◆ Work instructions: State how many lines in the entries below hold the word "SystemThemeHint", with nothing besides the number.

======== Source data

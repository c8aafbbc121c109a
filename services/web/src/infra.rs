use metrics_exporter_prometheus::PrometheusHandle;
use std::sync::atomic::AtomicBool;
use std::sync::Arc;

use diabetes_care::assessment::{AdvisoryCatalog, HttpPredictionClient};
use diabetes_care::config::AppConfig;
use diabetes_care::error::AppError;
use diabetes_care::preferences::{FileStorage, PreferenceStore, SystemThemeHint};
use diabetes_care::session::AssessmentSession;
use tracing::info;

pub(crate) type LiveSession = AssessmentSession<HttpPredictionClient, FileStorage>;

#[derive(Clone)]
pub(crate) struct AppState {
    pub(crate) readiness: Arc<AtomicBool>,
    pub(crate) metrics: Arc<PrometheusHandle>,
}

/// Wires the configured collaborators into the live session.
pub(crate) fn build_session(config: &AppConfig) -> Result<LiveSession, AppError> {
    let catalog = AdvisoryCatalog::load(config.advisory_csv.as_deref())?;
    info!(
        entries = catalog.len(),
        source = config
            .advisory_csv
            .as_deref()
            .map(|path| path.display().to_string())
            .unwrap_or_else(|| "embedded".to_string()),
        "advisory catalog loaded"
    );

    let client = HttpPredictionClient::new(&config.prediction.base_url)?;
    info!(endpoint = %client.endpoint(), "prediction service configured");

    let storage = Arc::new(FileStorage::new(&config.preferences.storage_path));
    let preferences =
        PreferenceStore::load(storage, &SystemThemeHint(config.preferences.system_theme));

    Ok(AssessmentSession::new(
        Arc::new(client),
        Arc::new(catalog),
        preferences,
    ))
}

================
======== Source data

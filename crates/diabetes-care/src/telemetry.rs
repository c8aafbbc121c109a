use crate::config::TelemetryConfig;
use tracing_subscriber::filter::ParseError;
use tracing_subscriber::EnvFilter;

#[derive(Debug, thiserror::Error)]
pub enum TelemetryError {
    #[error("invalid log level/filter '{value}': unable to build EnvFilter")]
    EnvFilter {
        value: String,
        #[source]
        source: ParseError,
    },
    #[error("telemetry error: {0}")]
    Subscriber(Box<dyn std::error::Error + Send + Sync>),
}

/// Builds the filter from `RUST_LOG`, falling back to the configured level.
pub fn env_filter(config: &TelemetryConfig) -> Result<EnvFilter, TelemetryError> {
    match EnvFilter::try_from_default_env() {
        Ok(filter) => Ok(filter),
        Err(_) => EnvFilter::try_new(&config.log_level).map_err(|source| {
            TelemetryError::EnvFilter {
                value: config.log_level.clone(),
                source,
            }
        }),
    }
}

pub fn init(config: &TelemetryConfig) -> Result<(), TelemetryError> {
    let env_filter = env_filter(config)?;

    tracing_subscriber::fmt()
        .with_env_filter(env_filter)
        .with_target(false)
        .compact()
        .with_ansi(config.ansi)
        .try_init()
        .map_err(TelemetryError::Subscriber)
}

================
======== Source data

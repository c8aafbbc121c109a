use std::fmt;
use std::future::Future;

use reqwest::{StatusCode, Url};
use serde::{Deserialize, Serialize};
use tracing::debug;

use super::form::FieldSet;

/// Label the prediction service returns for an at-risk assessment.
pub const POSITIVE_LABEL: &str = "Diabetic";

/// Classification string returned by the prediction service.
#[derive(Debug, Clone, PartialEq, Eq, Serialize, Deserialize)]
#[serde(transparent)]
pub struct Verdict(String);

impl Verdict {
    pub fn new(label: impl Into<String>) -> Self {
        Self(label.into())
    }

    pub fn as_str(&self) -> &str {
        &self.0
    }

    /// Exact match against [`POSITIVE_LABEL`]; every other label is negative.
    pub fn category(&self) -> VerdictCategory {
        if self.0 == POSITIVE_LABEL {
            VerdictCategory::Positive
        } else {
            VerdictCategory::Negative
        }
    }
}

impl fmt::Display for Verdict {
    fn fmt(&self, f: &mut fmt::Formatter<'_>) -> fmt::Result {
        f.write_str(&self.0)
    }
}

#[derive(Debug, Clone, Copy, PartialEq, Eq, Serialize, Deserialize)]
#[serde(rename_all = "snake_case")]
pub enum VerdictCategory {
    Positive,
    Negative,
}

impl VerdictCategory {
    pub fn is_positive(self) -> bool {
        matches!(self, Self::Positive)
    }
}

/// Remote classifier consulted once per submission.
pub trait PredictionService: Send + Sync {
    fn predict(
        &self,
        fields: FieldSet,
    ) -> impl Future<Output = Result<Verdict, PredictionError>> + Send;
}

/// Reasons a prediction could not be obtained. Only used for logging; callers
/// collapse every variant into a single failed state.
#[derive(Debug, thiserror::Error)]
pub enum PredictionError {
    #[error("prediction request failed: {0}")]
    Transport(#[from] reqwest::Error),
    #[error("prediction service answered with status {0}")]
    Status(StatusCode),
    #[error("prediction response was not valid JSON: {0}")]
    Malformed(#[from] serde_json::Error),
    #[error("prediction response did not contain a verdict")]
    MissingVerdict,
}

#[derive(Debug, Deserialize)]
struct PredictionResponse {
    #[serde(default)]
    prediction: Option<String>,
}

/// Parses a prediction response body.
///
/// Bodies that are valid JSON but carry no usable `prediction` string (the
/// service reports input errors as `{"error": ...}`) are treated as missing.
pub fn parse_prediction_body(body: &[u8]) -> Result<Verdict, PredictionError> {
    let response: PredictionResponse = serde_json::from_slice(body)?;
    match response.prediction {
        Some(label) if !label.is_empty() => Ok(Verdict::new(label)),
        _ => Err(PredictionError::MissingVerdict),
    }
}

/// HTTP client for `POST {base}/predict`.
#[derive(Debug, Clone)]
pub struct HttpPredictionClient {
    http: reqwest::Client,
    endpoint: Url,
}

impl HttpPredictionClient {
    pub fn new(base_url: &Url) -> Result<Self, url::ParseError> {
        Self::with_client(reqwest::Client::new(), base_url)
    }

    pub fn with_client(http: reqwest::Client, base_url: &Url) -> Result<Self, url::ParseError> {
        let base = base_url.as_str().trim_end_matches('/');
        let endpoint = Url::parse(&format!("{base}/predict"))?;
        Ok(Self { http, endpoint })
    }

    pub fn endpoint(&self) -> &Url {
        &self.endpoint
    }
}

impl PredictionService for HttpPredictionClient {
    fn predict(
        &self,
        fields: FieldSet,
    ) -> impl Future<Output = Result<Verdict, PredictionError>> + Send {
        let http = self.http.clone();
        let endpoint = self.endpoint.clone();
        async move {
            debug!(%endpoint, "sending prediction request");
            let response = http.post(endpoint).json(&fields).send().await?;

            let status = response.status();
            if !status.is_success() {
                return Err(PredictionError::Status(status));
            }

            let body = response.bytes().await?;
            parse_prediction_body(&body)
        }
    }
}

================

◆ Task solution: 2